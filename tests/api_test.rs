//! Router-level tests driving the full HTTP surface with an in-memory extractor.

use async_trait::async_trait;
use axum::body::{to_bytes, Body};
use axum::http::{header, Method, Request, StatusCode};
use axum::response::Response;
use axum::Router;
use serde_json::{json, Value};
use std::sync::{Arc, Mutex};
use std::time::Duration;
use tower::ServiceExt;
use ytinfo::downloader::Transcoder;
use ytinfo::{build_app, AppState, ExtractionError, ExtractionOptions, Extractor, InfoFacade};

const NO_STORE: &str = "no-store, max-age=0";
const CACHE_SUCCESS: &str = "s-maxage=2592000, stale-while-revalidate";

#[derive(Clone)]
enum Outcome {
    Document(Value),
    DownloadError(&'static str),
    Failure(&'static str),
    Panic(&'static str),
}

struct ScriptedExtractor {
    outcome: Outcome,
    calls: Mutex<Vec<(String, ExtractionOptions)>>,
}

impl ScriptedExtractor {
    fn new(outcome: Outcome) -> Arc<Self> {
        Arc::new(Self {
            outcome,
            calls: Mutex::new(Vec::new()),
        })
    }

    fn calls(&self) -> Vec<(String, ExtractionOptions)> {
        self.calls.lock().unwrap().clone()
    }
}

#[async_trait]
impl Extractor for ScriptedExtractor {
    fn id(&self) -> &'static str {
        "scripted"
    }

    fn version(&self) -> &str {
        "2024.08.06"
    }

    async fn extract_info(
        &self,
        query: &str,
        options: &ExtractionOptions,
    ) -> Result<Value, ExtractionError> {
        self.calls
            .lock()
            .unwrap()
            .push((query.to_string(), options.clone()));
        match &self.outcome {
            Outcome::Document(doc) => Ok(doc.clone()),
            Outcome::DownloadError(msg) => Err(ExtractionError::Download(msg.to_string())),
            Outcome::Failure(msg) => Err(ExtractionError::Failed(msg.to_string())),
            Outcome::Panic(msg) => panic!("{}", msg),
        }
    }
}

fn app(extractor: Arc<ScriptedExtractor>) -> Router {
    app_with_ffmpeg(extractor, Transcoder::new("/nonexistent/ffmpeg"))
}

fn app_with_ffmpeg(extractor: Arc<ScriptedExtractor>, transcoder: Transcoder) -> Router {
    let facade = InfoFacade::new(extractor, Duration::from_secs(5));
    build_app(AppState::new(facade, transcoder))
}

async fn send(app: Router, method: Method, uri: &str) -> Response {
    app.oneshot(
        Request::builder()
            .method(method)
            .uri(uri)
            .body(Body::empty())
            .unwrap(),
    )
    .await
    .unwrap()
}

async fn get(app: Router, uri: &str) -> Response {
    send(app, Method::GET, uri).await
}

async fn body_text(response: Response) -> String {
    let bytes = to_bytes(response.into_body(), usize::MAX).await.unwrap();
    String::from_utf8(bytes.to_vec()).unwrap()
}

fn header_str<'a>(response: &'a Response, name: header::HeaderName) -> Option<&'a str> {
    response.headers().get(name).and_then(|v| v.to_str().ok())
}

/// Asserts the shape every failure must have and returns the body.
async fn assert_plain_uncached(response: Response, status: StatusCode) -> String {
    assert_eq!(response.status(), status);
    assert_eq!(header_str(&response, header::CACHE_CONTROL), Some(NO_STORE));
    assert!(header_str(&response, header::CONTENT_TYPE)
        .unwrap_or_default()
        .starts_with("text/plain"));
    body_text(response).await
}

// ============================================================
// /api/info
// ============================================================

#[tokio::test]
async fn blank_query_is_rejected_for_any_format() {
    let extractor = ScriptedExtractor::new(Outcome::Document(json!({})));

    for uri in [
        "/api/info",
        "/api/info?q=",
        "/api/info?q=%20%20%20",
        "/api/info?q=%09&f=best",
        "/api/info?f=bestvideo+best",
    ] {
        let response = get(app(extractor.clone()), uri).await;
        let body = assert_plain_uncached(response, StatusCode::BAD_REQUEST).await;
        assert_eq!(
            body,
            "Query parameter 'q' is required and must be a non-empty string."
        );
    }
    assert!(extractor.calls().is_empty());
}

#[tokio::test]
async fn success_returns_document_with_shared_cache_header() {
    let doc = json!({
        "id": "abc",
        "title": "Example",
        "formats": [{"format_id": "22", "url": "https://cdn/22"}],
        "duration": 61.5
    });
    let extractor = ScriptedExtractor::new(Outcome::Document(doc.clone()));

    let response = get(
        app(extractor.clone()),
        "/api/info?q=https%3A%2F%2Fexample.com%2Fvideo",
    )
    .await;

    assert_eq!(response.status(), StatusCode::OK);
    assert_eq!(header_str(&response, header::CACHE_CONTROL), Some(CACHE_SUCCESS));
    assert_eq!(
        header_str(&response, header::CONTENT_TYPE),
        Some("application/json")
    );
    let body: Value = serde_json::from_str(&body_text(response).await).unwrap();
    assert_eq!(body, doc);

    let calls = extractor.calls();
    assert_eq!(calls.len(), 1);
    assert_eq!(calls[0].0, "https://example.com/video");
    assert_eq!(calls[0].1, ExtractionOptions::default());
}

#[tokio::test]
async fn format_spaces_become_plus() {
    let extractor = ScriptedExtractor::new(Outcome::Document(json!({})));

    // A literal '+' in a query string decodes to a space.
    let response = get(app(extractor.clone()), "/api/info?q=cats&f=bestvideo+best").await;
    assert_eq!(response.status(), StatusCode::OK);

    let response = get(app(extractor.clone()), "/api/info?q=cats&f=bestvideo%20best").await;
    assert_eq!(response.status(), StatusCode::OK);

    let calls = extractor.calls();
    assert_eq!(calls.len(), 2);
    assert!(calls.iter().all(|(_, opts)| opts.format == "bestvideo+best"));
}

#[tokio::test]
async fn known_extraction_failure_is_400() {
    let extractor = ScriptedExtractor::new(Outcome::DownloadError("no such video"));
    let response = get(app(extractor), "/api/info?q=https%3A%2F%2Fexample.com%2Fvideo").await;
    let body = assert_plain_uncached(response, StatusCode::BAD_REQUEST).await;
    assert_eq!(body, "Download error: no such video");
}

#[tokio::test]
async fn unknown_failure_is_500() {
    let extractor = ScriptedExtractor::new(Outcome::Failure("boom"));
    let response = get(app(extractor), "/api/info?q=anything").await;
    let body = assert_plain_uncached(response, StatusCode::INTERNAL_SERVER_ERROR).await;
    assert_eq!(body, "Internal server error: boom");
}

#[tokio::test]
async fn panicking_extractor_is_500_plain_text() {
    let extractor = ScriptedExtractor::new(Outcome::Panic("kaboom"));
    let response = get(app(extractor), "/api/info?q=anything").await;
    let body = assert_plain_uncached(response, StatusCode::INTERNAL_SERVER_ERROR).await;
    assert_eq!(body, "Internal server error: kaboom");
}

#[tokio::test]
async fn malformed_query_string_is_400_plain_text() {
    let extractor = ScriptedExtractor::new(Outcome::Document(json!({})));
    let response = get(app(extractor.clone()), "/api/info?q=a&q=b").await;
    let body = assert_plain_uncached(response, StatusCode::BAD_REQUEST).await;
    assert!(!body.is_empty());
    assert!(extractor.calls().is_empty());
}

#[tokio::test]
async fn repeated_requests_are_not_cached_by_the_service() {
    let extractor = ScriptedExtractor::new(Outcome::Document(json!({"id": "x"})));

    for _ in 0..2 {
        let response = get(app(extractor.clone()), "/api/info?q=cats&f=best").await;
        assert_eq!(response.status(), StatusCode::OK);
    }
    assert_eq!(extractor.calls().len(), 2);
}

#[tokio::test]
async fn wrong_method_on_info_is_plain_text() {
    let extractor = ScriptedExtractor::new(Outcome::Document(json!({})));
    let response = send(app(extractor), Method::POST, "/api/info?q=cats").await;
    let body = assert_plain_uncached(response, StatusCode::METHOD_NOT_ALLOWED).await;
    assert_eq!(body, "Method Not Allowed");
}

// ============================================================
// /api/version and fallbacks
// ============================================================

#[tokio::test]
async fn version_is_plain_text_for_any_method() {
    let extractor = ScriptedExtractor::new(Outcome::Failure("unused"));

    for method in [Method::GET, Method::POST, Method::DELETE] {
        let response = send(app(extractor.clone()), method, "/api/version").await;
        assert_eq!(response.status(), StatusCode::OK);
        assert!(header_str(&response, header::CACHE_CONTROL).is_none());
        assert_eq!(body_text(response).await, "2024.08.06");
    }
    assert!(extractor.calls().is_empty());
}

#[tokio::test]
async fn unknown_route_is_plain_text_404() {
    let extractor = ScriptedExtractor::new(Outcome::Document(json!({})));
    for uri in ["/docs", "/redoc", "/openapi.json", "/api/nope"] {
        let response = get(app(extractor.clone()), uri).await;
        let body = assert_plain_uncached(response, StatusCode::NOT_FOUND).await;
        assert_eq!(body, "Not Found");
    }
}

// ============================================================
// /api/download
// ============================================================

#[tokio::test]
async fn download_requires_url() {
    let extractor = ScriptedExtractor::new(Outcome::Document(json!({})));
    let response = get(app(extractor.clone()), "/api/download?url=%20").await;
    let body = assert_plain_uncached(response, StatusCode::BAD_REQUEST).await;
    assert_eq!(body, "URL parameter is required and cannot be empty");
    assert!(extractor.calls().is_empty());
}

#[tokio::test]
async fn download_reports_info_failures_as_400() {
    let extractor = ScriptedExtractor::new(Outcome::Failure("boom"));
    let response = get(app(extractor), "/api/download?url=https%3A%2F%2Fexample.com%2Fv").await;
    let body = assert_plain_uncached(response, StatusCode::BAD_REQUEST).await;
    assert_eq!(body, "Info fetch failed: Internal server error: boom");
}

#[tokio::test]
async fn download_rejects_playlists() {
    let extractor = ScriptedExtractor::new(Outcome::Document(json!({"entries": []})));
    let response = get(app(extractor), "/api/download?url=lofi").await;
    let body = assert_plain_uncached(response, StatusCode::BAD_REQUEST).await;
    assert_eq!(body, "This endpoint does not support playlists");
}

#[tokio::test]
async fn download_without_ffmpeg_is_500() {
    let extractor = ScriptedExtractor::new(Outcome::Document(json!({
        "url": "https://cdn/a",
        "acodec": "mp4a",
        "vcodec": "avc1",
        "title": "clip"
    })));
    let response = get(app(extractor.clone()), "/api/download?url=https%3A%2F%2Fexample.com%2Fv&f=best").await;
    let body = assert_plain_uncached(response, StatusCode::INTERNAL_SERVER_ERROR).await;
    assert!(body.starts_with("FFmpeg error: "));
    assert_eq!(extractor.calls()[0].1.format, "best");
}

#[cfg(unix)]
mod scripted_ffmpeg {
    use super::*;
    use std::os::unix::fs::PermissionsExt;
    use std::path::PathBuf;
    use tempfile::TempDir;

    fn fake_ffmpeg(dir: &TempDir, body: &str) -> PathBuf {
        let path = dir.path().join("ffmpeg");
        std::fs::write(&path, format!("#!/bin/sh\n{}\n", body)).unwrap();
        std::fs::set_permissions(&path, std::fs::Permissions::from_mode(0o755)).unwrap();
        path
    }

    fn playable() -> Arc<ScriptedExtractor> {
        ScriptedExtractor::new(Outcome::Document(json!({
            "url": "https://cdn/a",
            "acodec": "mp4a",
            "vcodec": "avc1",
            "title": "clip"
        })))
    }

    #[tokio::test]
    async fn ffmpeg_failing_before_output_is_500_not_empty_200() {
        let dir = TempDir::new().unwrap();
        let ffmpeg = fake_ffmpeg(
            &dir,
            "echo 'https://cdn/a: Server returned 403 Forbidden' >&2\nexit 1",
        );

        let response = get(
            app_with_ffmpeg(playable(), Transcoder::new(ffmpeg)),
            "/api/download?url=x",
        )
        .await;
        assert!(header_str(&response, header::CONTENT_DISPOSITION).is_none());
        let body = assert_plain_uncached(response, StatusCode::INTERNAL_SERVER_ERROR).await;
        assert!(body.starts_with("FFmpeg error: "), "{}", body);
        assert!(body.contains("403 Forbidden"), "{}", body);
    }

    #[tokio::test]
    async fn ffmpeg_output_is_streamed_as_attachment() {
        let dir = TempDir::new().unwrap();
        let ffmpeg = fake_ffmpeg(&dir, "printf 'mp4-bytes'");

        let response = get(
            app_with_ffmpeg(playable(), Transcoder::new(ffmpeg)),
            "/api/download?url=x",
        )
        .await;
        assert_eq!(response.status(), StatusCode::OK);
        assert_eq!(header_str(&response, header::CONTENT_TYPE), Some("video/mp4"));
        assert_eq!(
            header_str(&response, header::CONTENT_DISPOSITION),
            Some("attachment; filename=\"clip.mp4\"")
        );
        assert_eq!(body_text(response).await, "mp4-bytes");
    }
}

───

- [What is required]
Take from the listing every line in which the word "tests" appears.

- [Reply]
filename tests/api_test.rs
//! Router-level tests driving the full HTTP surface with an in-memory extractor.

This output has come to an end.